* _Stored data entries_
================================

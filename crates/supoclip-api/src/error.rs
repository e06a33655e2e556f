//! API error types.

use axum::http::StatusCode;
use axum::response::{IntoResponse, Response};
use axum::Json;
use serde::Serialize;
use thiserror::Error;

use supoclip_models::ValidationError;
use supoclip_store::StoreError;

pub type ApiResult<T> = Result<T, ApiError>;

#[derive(Debug, Error)]
pub enum ApiError {
    #[error("Unauthorized: {0}")]
    Unauthorized(String),

    #[error("Forbidden: {0}")]
    Forbidden(String),

    #[error("Not found: {0}")]
    NotFound(String),

    #[error("Bad request: {0}")]
    BadRequest(String),

    #[error("Conflict: {0}")]
    Conflict(String),

    #[error("Payload too large: {0}")]
    PayloadTooLarge(String),

    #[error("Internal error: {0}")]
    Internal(String),

    #[error("{0}")]
    Validation(#[from] ValidationError),

    #[error("Store error: {0}")]
    Store(String),

    #[error("Queue error: {0}")]
    Queue(#[from] supoclip_queue::QueueError),

    #[error("Media error: {0}")]
    Media(#[from] supoclip_media::MediaError),

    #[error("IO error: {0}")]
    Io(#[from] std::io::Error),
}

impl From<StoreError> for ApiError {
    fn from(e: StoreError) -> Self {
        match e {
            StoreError::NotFound(id) => ApiError::NotFound(format!("Task {} not found", id)),
            StoreError::Forbidden(id) => {
                ApiError::Forbidden(format!("Task {} belongs to another user", id))
            }
            e @ StoreError::InvalidTransition { .. } => ApiError::Conflict(e.to_string()),
            StoreError::Conflict(msg) => ApiError::Conflict(msg),
            e => ApiError::Store(e.to_string()),
        }
    }
}

impl ApiError {
    pub fn unauthorized(msg: impl Into<String>) -> Self {
        Self::Unauthorized(msg.into())
    }

    pub fn forbidden(msg: impl Into<String>) -> Self {
        Self::Forbidden(msg.into())
    }

    pub fn not_found(msg: impl Into<String>) -> Self {
        Self::NotFound(msg.into())
    }

    pub fn bad_request(msg: impl Into<String>) -> Self {
        Self::BadRequest(msg.into())
    }

    pub fn internal(msg: impl Into<String>) -> Self {
        Self::Internal(msg.into())
    }

    fn status_code(&self) -> StatusCode {
        match self {
            ApiError::Unauthorized(_) => StatusCode::UNAUTHORIZED,
            ApiError::Forbidden(_) => StatusCode::FORBIDDEN,
            ApiError::NotFound(_) => StatusCode::NOT_FOUND,
            ApiError::BadRequest(_) | ApiError::Validation(_) => StatusCode::BAD_REQUEST,
            ApiError::Conflict(_) => StatusCode::CONFLICT,
            ApiError::PayloadTooLarge(_) => StatusCode::PAYLOAD_TOO_LARGE,
            ApiError::Internal(_)
            | ApiError::Store(_)
            | ApiError::Queue(_)
            | ApiError::Media(_)
            | ApiError::Io(_) => StatusCode::INTERNAL_SERVER_ERROR,
        }
    }

    /// Stable machine-readable label.
    fn code(&self) -> &'static str {
        match self {
            ApiError::Unauthorized(_) => "unauthorized",
            ApiError::Forbidden(_) => "forbidden",
            ApiError::NotFound(_) => "not_found",
            ApiError::BadRequest(_) => "bad_request",
            ApiError::Validation(_) => "validation_error",
            ApiError::Conflict(_) => "invalid_transition",
            ApiError::PayloadTooLarge(_) => "payload_too_large",
            ApiError::Internal(_)
            | ApiError::Store(_)
            | ApiError::Queue(_)
            | ApiError::Media(_)
            | ApiError::Io(_) => "internal_error",
        }
    }

    fn is_internal(&self) -> bool {
        self.status_code() == StatusCode::INTERNAL_SERVER_ERROR
    }
}

#[derive(Serialize)]
struct ErrorResponse {
    detail: String,
    code: &'static str,
}

impl IntoResponse for ApiError {
    fn into_response(self) -> Response {
        let status = self.status_code();

        if self.is_internal() {
            tracing::error!(error = %self, "Request failed");
        }

        // Don't expose internal error details in production
        let detail = if self.is_internal()
            && std::env::var("ENVIRONMENT").unwrap_or_default() == "production"
        {
            "An internal error occurred".to_string()
        } else {
            self.to_string()
        };

        let body = ErrorResponse {
            detail,
            code: self.code(),
        };

        (status, Json(body)).into_response()
    }
}

#[cfg(test)]
mod tests {
    use super::*;
    use supoclip_models::{TaskId, TaskStatus, TaskStep};

    #[test]
    fn test_store_errors_map_to_client_statuses() {
        let id = TaskId::from_string("t1");
        assert_eq!(
            ApiError::from(StoreError::NotFound(id.clone())).status_code(),
            StatusCode::NOT_FOUND
        );
        assert_eq!(
            ApiError::from(StoreError::Forbidden(id)).status_code(),
            StatusCode::FORBIDDEN
        );
        assert_eq!(
            ApiError::from(StoreError::InvalidTransition {
                status: TaskStatus::Completed,
                step: TaskStep::Complete,
                result: "started",
            })
            .status_code(),
            StatusCode::CONFLICT
        );
        assert_eq!(
            ApiError::from(StoreError::backend("down")).status_code(),
            StatusCode::INTERNAL_SERVER_ERROR
        );
    }

    #[test]
    fn test_validation_is_bad_request() {
        let err = ApiError::from(ValidationError::InvalidFontColor("red".to_string()));
        assert_eq!(err.status_code(), StatusCode::BAD_REQUEST);
        assert_eq!(err.code(), "validation_error");
        assert!(err.to_string().contains("font_color"));
    }
}
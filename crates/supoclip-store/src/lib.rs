//! Task State Manager for the SupoClip pipeline.
//!
//! This crate provides:
//! - The [`TaskStore`] port: a keyed store for tasks, sources and clips
//!   with cascade semantics
//! - In-memory and Redis adapters
//! - [`TaskManager`], the per-task serialized state machine
//! - [`ProgressNotifier`], the `{step, message, percentage}` view of a task
//! - [`TaskLease`], the cross-process claim on running a task

pub mod config;
pub mod error;
pub mod lease;
pub mod manager;
pub mod metrics;
pub mod memory;
pub mod progress;
pub mod redis_store;
pub mod store;

pub use config::{connect_store, StoreBackend, StoreConfig};
pub use error::{StoreError, StoreResult};
pub use lease::TaskLease;
pub use manager::{StageResult, TaskManager};
pub use memory::MemoryTaskStore;
pub use progress::ProgressNotifier;
pub use redis_store::RedisTaskStore;
pub use store::TaskStore;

================================

* _Task to complete_
The output should match the records above exactly, line for line.

* _Result_
filename crates/supoclip-api/src/error.rs
repository e06a33655e2e556f
//! API error types.

use axum::http::StatusCode;
use axum::response::{IntoResponse, Response};
use axum::Json;
use serde::Serialize;
use thiserror::Error;

use supoclip_models::ValidationError;
use supoclip_store::StoreError;

pub type ApiResult<T> = Result<T, ApiError>;

#[derive(Debug, Error)]
pub enum ApiError {
    #[error("Unauthorized: {0}")]
    Unauthorized(String),

    #[error("Forbidden: {0}")]
    Forbidden(String),

    #[error("Not found: {0}")]
    NotFound(String),

    #[error("Bad request: {0}")]
    BadRequest(String),

    #[error("Conflict: {0}")]
    Conflict(String),

    #[error("Payload too large: {0}")]
    PayloadTooLarge(String),

    #[error("Internal error: {0}")]
    Internal(String),

    #[error("{0}")]
    Validation(#[from] ValidationError),

    #[error("Store error: {0}")]
    Store(String),

    #[error("Queue error: {0}")]
    Queue(#[from] supoclip_queue::QueueError),

    #[error("Media error: {0}")]
    Media(#[from] supoclip_media::MediaError),

    #[error("IO error: {0}")]
    Io(#[from] std::io::Error),
}

impl From<StoreError> for ApiError {
    fn from(e: StoreError) -> Self {
        match e {
            StoreError::NotFound(id) => ApiError::NotFound(format!("Task {} not found", id)),
            StoreError::Forbidden(id) => {
                ApiError::Forbidden(format!("Task {} belongs to another user", id))
            }
            e @ StoreError::InvalidTransition { .. } => ApiError::Conflict(e.to_string()),
            StoreError::Conflict(msg) => ApiError::Conflict(msg),
            e => ApiError::Store(e.to_string()),
        }
    }
}

impl ApiError {
    pub fn unauthorized(msg: impl Into<String>) -> Self {
        Self::Unauthorized(msg.into())
    }

    pub fn forbidden(msg: impl Into<String>) -> Self {
        Self::Forbidden(msg.into())
    }

    pub fn not_found(msg: impl Into<String>) -> Self {
        Self::NotFound(msg.into())
    }

    pub fn bad_request(msg: impl Into<String>) -> Self {
        Self::BadRequest(msg.into())
    }

    pub fn internal(msg: impl Into<String>) -> Self {
        Self::Internal(msg.into())
    }

    fn status_code(&self) -> StatusCode {
        match self {
            ApiError::Unauthorized(_) => StatusCode::UNAUTHORIZED,
            ApiError::Forbidden(_) => StatusCode::FORBIDDEN,
            ApiError::NotFound(_) => StatusCode::NOT_FOUND,
            ApiError::BadRequest(_) | ApiError::Validation(_) => StatusCode::BAD_REQUEST,
            ApiError::Conflict(_) => StatusCode::CONFLICT,
            ApiError::PayloadTooLarge(_) => StatusCode::PAYLOAD_TOO_LARGE,
            ApiError::Internal(_)
            | ApiError::Store(_)
            | ApiError::Queue(_)
            | ApiError::Media(_)
            | ApiError::Io(_) => StatusCode::INTERNAL_SERVER_ERROR,
        }
    }

    /// Stable machine-readable label.
    fn code(&self) -> &'static str {
        match self {
            ApiError::Unauthorized(_) => "unauthorized",
            ApiError::Forbidden(_) => "forbidden",
            ApiError::NotFound(_) => "not_found",
            ApiError::BadRequest(_) => "bad_request",
            ApiError::Validation(_) => "validation_error",
            ApiError::Conflict(_) => "invalid_transition",
            ApiError::PayloadTooLarge(_) => "payload_too_large",
            ApiError::Internal(_)
            | ApiError::Store(_)
            | ApiError::Queue(_)
            | ApiError::Media(_)
            | ApiError::Io(_) => "internal_error",
        }
    }

    fn is_internal(&self) -> bool {
        self.status_code() == StatusCode::INTERNAL_SERVER_ERROR
    }
}

#[derive(Serialize)]
struct ErrorResponse {
    detail: String,
    code: &'static str,
}

impl IntoResponse for ApiError {
    fn into_response(self) -> Response {
        let status = self.status_code();

        if self.is_internal() {
            tracing::error!(error = %self, "Request failed");
        }

        // Don't expose internal error details in production
        let detail = if self.is_internal()
            && std::env::var("ENVIRONMENT").unwrap_or_default() == "production"
        {
            "An internal error occurred".to_string()
        } else {
            self.to_string()
        };

        let body = ErrorResponse {
            detail,
            code: self.code(),
        };

        (status, Json(body)).into_response()
    }
}

#[cfg(test)]
mod tests {
    use super::*;
    use supoclip_models::{TaskId, TaskStatus, TaskStep};

    #[test]
    fn test_store_errors_map_to_client_statuses() {
        let id = TaskId::from_string("t1");
        assert_eq!(
            ApiError::from(StoreError::NotFound(id.clone())).status_code(),
            StatusCode::NOT_FOUND
        );
        assert_eq!(
            ApiError::from(StoreError::Forbidden(id)).status_code(),
            StatusCode::FORBIDDEN
        );
        assert_eq!(
            ApiError::from(StoreError::InvalidTransition {
                status: TaskStatus::Completed,
                step: TaskStep::Complete,
                result: "started",
            })
            .status_code(),
            StatusCode::CONFLICT
        );
        assert_eq!(
            ApiError::from(StoreError::backend("down")).status_code(),
            StatusCode::INTERNAL_SERVER_ERROR
        );
    }

    #[test]
    fn test_validation_is_bad_request() {
        let err = ApiError::from(ValidationError::InvalidFontColor("red".to_string()));
        assert_eq!(err.status_code(), StatusCode::BAD_REQUEST);
        assert_eq!(err.code(), "validation_error");
        assert!(err.to_string().contains("font_color"));
    }
}
filename crates/supoclip-store/src/lib.rs
//! Task State Manager for the SupoClip pipeline.
//!
//! This crate provides:
//! - The [`TaskStore`] port: a keyed store for tasks, sources and clips
//!   with cascade semantics
//! - In-memory and Redis adapters
//! - [`TaskManager`], the per-task serialized state machine
//! - [`ProgressNotifier`], the `{step, message, percentage}` view of a task
//! - [`TaskLease`], the cross-process claim on running a task

pub mod config;
pub mod error;
pub mod lease;
pub mod manager;
pub mod metrics;
pub mod memory;
pub mod progress;
pub mod redis_store;
pub mod store;

pub use config::{connect_store, StoreBackend, StoreConfig};
pub use error::{StoreError, StoreResult};
pub use lease::TaskLease;
pub use manager::{StageResult, TaskManager};
pub use memory::MemoryTaskStore;
pub use progress::ProgressNotifier;
pub use redis_store::RedisTaskStore;
pub use store::TaskStore;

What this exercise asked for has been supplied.